The goal of the MATCH toolkit is to decrease the number of patients who receive potentially conflicting medications when they leave the hospital or are transferred between different health care settings. The toolkit helps accomplish this goal by providing clear instructions on creating flowcharts to avoid gaps in reconciling medications, identifying roles and responsibilities for medication reconciliation, collecting data to measure progress toward improved patient safety, and assisting in the design and implementation of a single, shared medication history called the "One Source of Truth." MATCH is designed to assist clinicians in all types of organizations—including hospitals and outpatient settings—and is compatible with both electronic medical records and paper-based systems.
Citizens Memorial Healthcare in Bolivar, Missouri, created a "One Source of Truth" list for use by its hospital, long-term care, outpatient clinics, and home care services. The health system defined and standardized a process for medication reconciliation and worked with its electronic medical record vendor to accommodate this approach. The long-term care facility implemented a new "One Source of Truth" list for the permanent documentation of a home medication list in the medical record. Kim Maples, RN, BSN, Information Services Specialist, says, "Participating in this project not only raised awareness of medication reconciliation, but also identified issues that were happening across the heath system that weren't being addressed at an organizational level."
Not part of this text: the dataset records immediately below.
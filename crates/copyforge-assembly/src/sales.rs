//! Sales script assembler

use copyforge_archetype::{Archetype, ArchetypeMeta};
use copyforge_model::{ArtifactKind, ScriptChannel};
use indexmap::IndexMap;
use serde::{Deserialize, Serialize};

use crate::assembler::{Assembler, Assembly};
use crate::context::AssemblyContext;
use crate::error::EngineError;

const PARAGRAPHS: [&str; 3] = ["opening", "body", "close"];

/// One rendered script
#[derive(Debug, Clone, PartialEq, Eq, Serialize, Deserialize)]
#[serde(rename_all = "camelCase")]
pub struct SalesScript {
    /// Source archetype
    pub archetype_id: String,
    /// Script type name ("Cold Call Opener")
    pub name: String,
    /// Delivery channel
    pub channel: ScriptChannel,
    /// Paragraphs joined by blank lines
    pub text: String,
}

/// Scripts keyed by name, split by channel
#[derive(Debug, Clone, Default, PartialEq, Eq, Serialize, Deserialize)]
#[serde(rename_all = "camelCase")]
pub struct SalesScriptSet {
    /// Live-call scripts
    pub live_call: IndexMap<String, String>,
    /// Asynchronous-message scripts
    pub async_message: IndexMap<String, String>,
}

impl SalesScriptSet {
    /// Partition scripts by channel, preserving order
    #[must_use]
    pub fn from_scripts(scripts: &[SalesScript]) -> Self {
        let mut set = Self::default();
        for script in scripts {
            let bucket = match script.channel {
                ScriptChannel::LiveCall => &mut set.live_call,
                ScriptChannel::AsyncMessage => &mut set.async_message,
            };
            bucket.insert(script.name.clone(), script.text.clone());
        }
        set
    }

    /// Total number of scripts
    #[must_use]
    pub fn len(&self) -> usize {
        self.live_call.len() + self.async_message.len()
    }

    /// Whether there are no scripts
    #[must_use]
    pub fn is_empty(&self) -> bool {
        self.len() == 0
    }
}

/// Builds [`SalesScript`]s
#[derive(Debug, Clone, Copy, Default)]
pub struct SalesAssembler;

impl Assembler for SalesAssembler {
    type Record = SalesScript;

    fn kind(&self) -> ArtifactKind {
        ArtifactKind::SalesScript
    }

    fn assemble(
        &self,
        ctx: &AssemblyContext<'_>,
        archetype: &'static Archetype,
    ) -> Result<Assembly<SalesScript>, EngineError> {
        self.check_kind(archetype)?;
        let ArchetypeMeta::SalesScript { channel } = archetype.meta else {
            return Err(self.wrong_kind(archetype).into());
        };

        let slots = ctx.render(archetype);
        let text = PARAGRAPHS
            .iter()
            .filter_map(|p| slots.optional(p))
            .collect::<Vec<_>>()
            .join("\n\n");
        let record = SalesScript {
            archetype_id: archetype.id.to_string(),
            name: archetype.name.to_string(),
            channel,
            text: text.clone(),
        };
        let artifact = slots.artifact_with(
            ctx.title(archetype),
            [
                ("channel".to_string(), channel.label().to_string()),
                ("script".to_string(), text),
            ],
            slots.provenance(),
        );
        Ok(Assembly::single(record, artifact))
    }
}
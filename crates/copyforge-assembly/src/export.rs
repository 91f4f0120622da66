//! Export renderings
//!
//! JSON mirrors [`Generation`] exactly. Markdown and HTML are derived from the
//! artifacts so every kind exports the same way; a full-site website exports
//! its [`SiteDocument`](crate::SiteDocument) as one self-contained page.

use std::fmt::{self, Display, Formatter, Write as _};
use std::str::FromStr;

use copyforge_model::{ArtifactKind, ContentArtifact};
use serde::{Deserialize, Serialize};

use crate::error::ExportError;
use crate::records::{GeneratedContent, Generation};
use crate::site::escape_html;

/// Export format
#[derive(Debug, Clone, Copy, Default, PartialEq, Eq, Hash, Serialize, Deserialize)]
#[serde(rename_all = "lowercase")]
pub enum ExportFormat {
    /// Pretty-printed JSON
    #[default]
    Json,
    /// Markdown document
    Markdown,
    /// Single HTML file
    Html,
}

impl ExportFormat {
    /// Every format
    pub const ALL: [ExportFormat; 3] = [Self::Json, Self::Markdown, Self::Html];

    /// Canonical name
    #[must_use]
    pub const fn as_str(self) -> &'static str {
        match self {
            Self::Json => "json",
            Self::Markdown => "markdown",
            Self::Html => "html",
        }
    }

    /// File extension without the dot
    #[must_use]
    pub const fn extension(self) -> &'static str {
        match self {
            Self::Json => "json",
            Self::Markdown => "md",
            Self::Html => "html",
        }
    }
}

impl Display for ExportFormat {
    fn fmt(&self, f: &mut Formatter<'_>) -> fmt::Result {
        f.write_str(self.as_str())
    }
}

impl FromStr for ExportFormat {
    type Err = ExportError;

    fn from_str(s: &str) -> Result<Self, Self::Err> {
        match s.trim().to_ascii_lowercase().as_str() {
            "json" => Ok(Self::Json),
            "markdown" | "md" => Ok(Self::Markdown),
            "html" | "htm" => Ok(Self::Html),
            _ => Err(ExportError::UnknownFormat(s.to_string())),
        }
    }
}

/// Render `generation` in `format`
///
/// # Errors
/// [`ExportError::Json`] if JSON serialization fails
pub fn export(generation: &Generation, format: ExportFormat) -> Result<String, ExportError> {
    match format {
        ExportFormat::Json => to_json(generation),
        ExportFormat::Markdown => Ok(to_markdown(generation)),
        ExportFormat::Html => Ok(to_html(generation)),
    }
}

/// Pretty-printed JSON of the whole generation
///
/// # Errors
/// [`ExportError::Json`] if serialization fails
pub fn to_json(generation: &Generation) -> Result<String, ExportError> {
    Ok(serde_json::to_string_pretty(generation)?)
}

/// Markdown document with one section per artifact
#[must_use]
pub fn to_markdown(generation: &Generation) -> String {
    let mut out = format!("# {}\n", heading(generation));
    for artifact in &generation.artifacts {
        let _ = write!(out, "\n## {}\n", artifact.title());
        for (name, value) in artifact.fields() {
            let _ = write!(out, "\n**{}**\n\n{}\n", field_label(name), value.trim_end());
        }
        if let Some(note) = insight_note(artifact) {
            let _ = write!(out, "\n_{note}_\n");
        }
    }
    out
}

/// Single HTML file
///
/// Full-site websites export the site itself; everything else is a plain
/// document listing the artifacts.
#[must_use]
pub fn to_html(generation: &Generation) -> String {
    if let GeneratedContent::Website {
        site: Some(site), ..
    } = &generation.content
    {
        return site.to_single_file();
    }

    let title = escape_html(&heading(generation));
    let mut body = String::new();
    for artifact in &generation.artifacts {
        let _ = write!(
            body,
            "  <article>\n    <h2>{}</h2>\n    <dl>\n",
            escape_html(artifact.title())
        );
        for (name, value) in artifact.fields() {
            let _ = write!(
                body,
                "      <dt>{}</dt>\n      <dd>{}</dd>\n",
                escape_html(&field_label(name)),
                escape_html(value).replace('\n', "<br>\n")
            );
        }
        body.push_str("    </dl>\n");
        if let Some(note) = insight_note(artifact) {
            let _ = writeln!(body, "    <p><em>{}</em></p>", escape_html(&note));
        }
        body.push_str("  </article>\n");
    }
    format!(
        "<!DOCTYPE html>\n<html lang=\"en\">\n<head>\n  <meta charset=\"utf-8\">\n  <title>{title}</title>\n</head>\n<body>\n  <h1>{title}</h1>\n{body}</body>\n</html>\n"
    )
}

/// Suggested download name, e.g. `acme-ads.md` or `acme-site.html`
#[must_use]
pub fn file_name(business_name: &str, kind: ArtifactKind, format: ExportFormat) -> String {
    let stem = match (kind, format) {
        (ArtifactKind::WebsiteSection, ExportFormat::Html) => "site",
        _ => kind.slug(),
    };
    format!("{}-{stem}.{}", slugify(business_name), format.extension())
}

/// Suggested download name for `generation`
#[must_use]
pub fn file_name_for(generation: &Generation, format: ExportFormat) -> String {
    file_name(&generation.business_name, generation.kind(), format)
}

/// Lowercase ASCII slug; `business` when nothing usable remains
#[must_use]
pub fn slugify(text: &str) -> String {
    let mut slug = String::with_capacity(text.len());
    for ch in text.chars() {
        if ch.is_ascii_alphanumeric() {
            slug.push(ch.to_ascii_lowercase());
        } else if !slug.is_empty() && !slug.ends_with('-') {
            slug.push('-');
        }
    }
    let slug = slug.trim_end_matches('-');
    if slug.is_empty() {
        "business".to_string()
    } else {
        slug.to_string()
    }
}

fn heading(generation: &Generation) -> String {
    format!("{} copy for {}", generation.kind().label(), generation.business_name)
}

fn insight_note(artifact: &ContentArtifact) -> Option<String> {
    let provenance = artifact.provenance();
    if !provenance.used_insight {
        return None;
    }
    let fields = provenance
        .insight_fields_used
        .iter()
        .map(|f| f.key())
        .collect::<Vec<_>>()
        .join(", ");
    Some(format!("Enriched with competitive insight: {fields}"))
}

/// `callToAction` -> `Call To Action`
fn field_label(name: &str) -> String {
    let mut label = String::with_capacity(name.len() + 4);
    for (i, ch) in name.chars().enumerate() {
        if i == 0 {
            label.extend(ch.to_uppercase());
        } else if ch.is_uppercase() {
            label.push(' ');
            label.push(ch);
        } else {
            label.push(ch);
        }
    }
    label
}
Cooper County Memorial Hospital in Boonville, Missouri, had a medication reconciliation process that was buried in a 12-page admission assessment. The hospital developed a "One Source of Truth" medication list that was pilot tested and implemented throughout the facility. Compliance with collection of a home medication list improved from 85 to 90 percent, with list completeness improving from 30 to 70 percent. Sheryl Hopkins, RN, Clinical Staff Educator, says, "Involvement in the medication reconciliation project has given me the satisfaction of being able to directly impact patient safety."
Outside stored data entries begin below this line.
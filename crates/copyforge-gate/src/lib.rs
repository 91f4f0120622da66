//! Copyforge Step Gate
//!
//! Input-collection flow control: a profile must pass every step for its
//! artifact kind before content can be generated.
//!
//! # Core Concepts
//!
//! - [`StepSpec`]: a titled step and the profile fields it requires
//! - [`StepGate`]: `Step(1)..=Step(N)` then `Ready`
//! - [`ReadyProfile`]: the token the engine accepts
//!
//! # Example
//!
//! ```rust
//! use copyforge_gate::{GateState, StepGate};
//! use copyforge_model::{ArtifactKind, Objective};
//!
//! let mut gate = StepGate::new(ArtifactKind::Ad);
//! assert!(gate.advance().is_err());
//!
//! gate.edit(|p| {
//!     p.name = "Acme".into();
//!     p.industry = "SaaS".into();
//!     p.target_audience = "founders".into();
//!     p.unique_value = "24h support".into();
//!     p.objectives.insert(Objective::LeadGeneration);
//! });
//! while gate.state() != GateState::Ready {
//!     gate.advance().unwrap();
//! }
//! assert!(gate.ready().is_ok());
//! ```

#![warn(unreachable_pub)]
#![warn(missing_docs)]

mod error;
mod machine;
mod steps;

pub use error::GateError;
pub use machine::{allowed_transitions, GateState, ReadyProfile, StepGate};
pub use steps::{steps_for, StepSpec};

/// Version of this crate
pub const VERSION: &str = env!("CARGO_PKG_VERSION");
Texas County Memorial Hospital in Houston, Missouri, had an electronic medical record system that did not support the "One Source of Truth" medication history list. According to Amanda Turpin, RN, BSN, Quality Management Director, "Participation in the medication reconciliation project demonstrated how important having a 'One Source of Truth' list is in developing an effective medication reconciliation process. It helped us obtain support for the purchase of an upgraded software program that included a 'One Source of Truth' approach for medication reconciliation."
AHRQ QIO Learning Network session activities were held in partnership with Primaris. Kristine Gleason, RPh, of Northwestern Memorial Hospital, developed the MATCH toolkit, and presented information during onsite learning sessions and provided expert support during calls with hospital staff.